I concede that some people are capable of loving more than one person romantically at the same time, but I would go one step farther: I think almost everyone on Earth is capable of this. It’s nothing special. Parents can love more than one child; children can love more than one parent. And if most of us couldn’t fall in love with more than one person at once, volumes and volumes of stories and songs throughout the ages would lose their point.

So if it’s that easy – if it is nearly universal – to fall in love with more than one person at a time, where did monogamy come from? Isn’t it therefore unnatural? And why do we find any culture at all (let alone several) promoting an ideal which looks so unnatural?

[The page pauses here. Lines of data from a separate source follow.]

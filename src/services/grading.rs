//! Projected course grade from activity points and attendance.

use std::collections::HashMap;

use async_trait::async_trait;
use serde::Serialize;
use sqlx::PgPool;

use crate::db::types::AttendanceStatus;
use crate::repositories;

pub(crate) const ACTIVITIES_WEIGHT: f64 = 0.7;
pub(crate) const ATTENDANCE_WEIGHT: f64 = 0.3;

#[derive(Debug, Clone, Copy, Default, PartialEq, Eq, Serialize)]
pub(crate) enum LetterGrade {
    A,
    B,
    C,
    D,
    F,
    #[default]
    #[serde(rename = "-")]
    Ungraded,
}

impl LetterGrade {
    /// `Ungraded` unless the percentage is strictly positive.
    pub(crate) fn from_percentage(percentage: f64) -> Self {
        if percentage.is_nan() || percentage <= 0.0 {
            return LetterGrade::Ungraded;
        }
        if percentage >= 90.0 {
            LetterGrade::A
        } else if percentage >= 80.0 {
            LetterGrade::B
        } else if percentage >= 70.0 {
            LetterGrade::C
        } else if percentage >= 60.0 {
            LetterGrade::D
        } else {
            LetterGrade::F
        }
    }
}

#[derive(Debug, Clone, Copy, Default, PartialEq)]
pub(crate) struct GradeInputs {
    pub(crate) activities_earned: i64,
    pub(crate) activities_total: i64,
    pub(crate) present_count: i64,
    pub(crate) total_attendance: i64,
}

#[derive(Debug, Clone, Copy, Default, PartialEq, Serialize)]
pub(crate) struct ProjectedGrade {
    pub(crate) percentage: f64,
    pub(crate) letter_grade: LetterGrade,
    pub(crate) activities_score: f64,
    pub(crate) attendance_score: f64,
    pub(crate) activities_earned: i64,
    pub(crate) activities_total: i64,
    pub(crate) present_count: i64,
    pub(crate) total_attendance: i64,
}

impl ProjectedGrade {
    /// Percentage rounded to one decimal for display. `percentage` itself is never rounded.
    pub(crate) fn display_percentage(&self) -> f64 {
        (self.percentage * 10.0).round() / 10.0
    }
}

pub(crate) fn compute_projected_grade(inputs: GradeInputs) -> ProjectedGrade {
    let activities_score = if inputs.activities_total > 0 {
        (inputs.activities_earned as f64 / inputs.activities_total as f64 * 100.0).min(100.0)
    } else {
        0.0
    };

    let attendance_score = if inputs.total_attendance > 0 {
        inputs.present_count as f64 / inputs.total_attendance as f64 * 100.0
    } else {
        0.0
    };

    let percentage = if inputs.activities_total > 0 || inputs.total_attendance > 0 {
        activities_score * ACTIVITIES_WEIGHT + attendance_score * ATTENDANCE_WEIGHT
    } else {
        0.0
    };

    ProjectedGrade {
        percentage,
        letter_grade: LetterGrade::from_percentage(percentage),
        activities_score,
        attendance_score,
        activities_earned: inputs.activities_earned,
        activities_total: inputs.activities_total,
        present_count: inputs.present_count,
        total_attendance: inputs.total_attendance,
    }
}

/// Rows the grade is computed from. Every method is scoped to one course.
#[async_trait]
pub(crate) trait GradeSource: Send + Sync {
    /// `points` of every `activity`-category definition.
    async fn activity_points(&self, course_id: &str) -> Result<Vec<Option<i32>>, sqlx::Error>;

    /// `(student_id, awarded_points)` of every submission by the given students.
    async fn awarded_points(
        &self,
        course_id: &str,
        student_ids: &[String],
    ) -> Result<Vec<(String, Option<i32>)>, sqlx::Error>;

    /// `(student_id, status)` of every attendance row of the given students.
    async fn attendance_statuses(
        &self,
        course_id: &str,
        student_ids: &[String],
    ) -> Result<Vec<(String, AttendanceStatus)>, sqlx::Error>;
}

#[async_trait]
impl GradeSource for PgPool {
    async fn activity_points(&self, course_id: &str) -> Result<Vec<Option<i32>>, sqlx::Error> {
        repositories::activity_files::list_graded_points(self, course_id).await
    }

    async fn awarded_points(
        &self,
        course_id: &str,
        student_ids: &[String],
    ) -> Result<Vec<(String, Option<i32>)>, sqlx::Error> {
        repositories::activity_submissions::list_awarded_points(self, course_id, student_ids).await
    }

    async fn attendance_statuses(
        &self,
        course_id: &str,
        student_ids: &[String],
    ) -> Result<Vec<(String, AttendanceStatus)>, sqlx::Error> {
        repositories::attendance::list_statuses(self, course_id, student_ids).await
    }
}

/// Never fails: a fetch error is logged and the zeroed grade is returned.
pub(crate) async fn projected_grade_for_student<S: GradeSource + ?Sized>(
    source: &S,
    course_id: &str,
    student_id: &str,
) -> ProjectedGrade {
    let student_ids = [student_id.to_string()];
    match projected_grades_for_students(source, course_id, &student_ids).await {
        Ok(mut grades) => grades.remove(student_id).unwrap_or_default(),
        Err(err) => {
            tracing::warn!(
                error = %err,
                course_id = %course_id,
                student_id = %student_id,
                "Failed to load projected grade inputs"
            );
            ProjectedGrade::default()
        }
    }
}

pub(crate) async fn projected_grades_for_students<S: GradeSource + ?Sized>(
    source: &S,
    course_id: &str,
    student_ids: &[String],
) -> Result<HashMap<String, ProjectedGrade>, sqlx::Error> {
    if student_ids.is_empty() {
        return Ok(HashMap::new());
    }

    let (points, awarded, statuses) = tokio::try_join!(
        source.activity_points(course_id),
        source.awarded_points(course_id, student_ids),
        source.attendance_statuses(course_id, student_ids),
    )?;

    let activities_total: i64 = points.into_iter().map(|value| i64::from(value.unwrap_or(0))).sum();

    let mut earned_by_student: HashMap<String, i64> = HashMap::new();
    for (student_id, awarded_points) in awarded {
        *earned_by_student.entry(student_id).or_default() += i64::from(awarded_points.unwrap_or(0));
    }

    let mut attendance_by_student: HashMap<String, (i64, i64)> = HashMap::new();
    for (student_id, status) in statuses {
        let entry = attendance_by_student.entry(student_id).or_default();
        entry.1 += 1;
        if status == AttendanceStatus::Present {
            entry.0 += 1;
        }
    }

    let grades = student_ids
        .iter()
        .map(|student_id| {
            let (present_count, total_attendance) =
                attendance_by_student.get(student_id).copied().unwrap_or_default();
            let grade = compute_projected_grade(GradeInputs {
                activities_earned: earned_by_student.get(student_id).copied().unwrap_or(0),
                activities_total,
                present_count,
                total_attendance,
            });
            (student_id.clone(), grade)
        })
        .collect();

    Ok(grades)
}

The answer is that monogamy truly is unnatural. What is natural is the behavior driven by our instincts, and monogamy is obviously not an instinct. But that does not necessarily make it bad, nor even suspect. Many good things in human life are non-instinctive. Some of them, like fire and tools, are more or less essential to survival; others, like music and art and literature, do not so much enable us to survive as make it worthwhile to survive. Either way, to say that something is unnatural (in the sense of being counter-instinctive) says nothing about whether it is good or bad. Indeed, if I stop for a moment to think how dreadfully impoverished life would be without fire or tools or art or music, I could almost join Katherine Hepburn’s character in “The African Queen” when she says, “Nature, Mr. Allnut, is what we are put on earth to overcome."

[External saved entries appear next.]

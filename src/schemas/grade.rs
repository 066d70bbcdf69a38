use serde::Serialize;

use crate::services::grading::ProjectedGrade;

#[derive(Debug, Serialize)]
pub(crate) struct ProjectedGradeResponse {
    pub(crate) student_id: String,
    #[serde(flatten)]
    pub(crate) grade: ProjectedGrade,
    pub(crate) display_percentage: f64,
}

impl ProjectedGradeResponse {
    pub(crate) fn new(student_id: String, grade: ProjectedGrade) -> Self {
        Self { student_id, display_percentage: grade.display_percentage(), grade }
    }
}
use time::{format_description::well_known::Rfc3339, OffsetDateTime, PrimitiveDateTime};

pub(crate) fn primitive_now_utc() -> PrimitiveDateTime {
    let now = OffsetDateTime::now_utc();
    PrimitiveDateTime::new(now.date(), now.time())
}

pub(crate) fn format_primitive(value: PrimitiveDateTime) -> String {
    value.assume_utc().format(&Rfc3339).unwrap_or_else(|_| value.assume_utc().to_string())
}

pub(crate) fn format_optional(value: Option<PrimitiveDateTime>) -> Option<String> {
    value.map(format_primitive)
}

Is monogamy something like art, then? Not really. Think about it for a minute and it should be clear that monogamy is a form of social organization. That means it is less like art and more like government. Monogamy is a human institution, like democracy or the rule of law. Now democracy, too, is unnatural, as the long struggle to create stable democratic states should attest. The “natural” political order, if there is such a thing, is probably permanent war and the rule of the stronger, which makes the life of man “solitary, poor, nasty, brutish, and short.” But I don’t hear anybody calling for us to abandon democracy because of its unnaturalness. That has to mean that democracy, although it is artificial, counter-instinctive, and a purely human creation, is nonetheless better than any more “natural” form of government.

I’m not really trying to write a blog on political theory, but there is a point here. This whole discussion of democracy is an endless analogy. The critical part is that democracy is better than nature by virtue of putting constraints on our natural political instincts, because when those instincts are unbridled they are so catastrophically destructive. And monogamy, to get back to the real topic at hand, works exactly the same way. Monogamy is better than nature by virtue of putting constraints on our natural sexual instincts because when those instincts are unbridled they are equally destructive.

Let me be clear: there are a number of sober and boring arguments in favor of monogamy which argue that it is conducive to a stable and wholesome social organization. These are arguments which point out that a society typically has about as many men as women, and that any serious disproportion in how the sexes are allocated to each other is likely to deform other parts of society. And that’s fine as far as it goes. But there is another side to the discussion – the personal side, which is the part that is relevant in this blog. And on the personal side of the equation, the argument in favor of monogamy has to be that any more “natural” arrangement is horribly destructive.


But how can this be? If falling in love with multiple people is so easy, where can the problem possibly be?

The problem is this: it is very easy to fall in love with multiple people; but for most of us, it is very, very hard to have our partners fall in love with multiple people! The whole point of monogamy turns out not to be about us at all. The whole point of monogamy is that we forego some desires that call to us profoundly and insistently – and we swallow the pain that this causes us – in order to avoid hurting other people.

Anybody who doubts all this should make up a bunch of popcorn and rent “Othello” this evening to remind themselves. But I hope you don’t mind if I don’t join you; I find it way too painful to sit through.

Great theory. I wish it helped me any.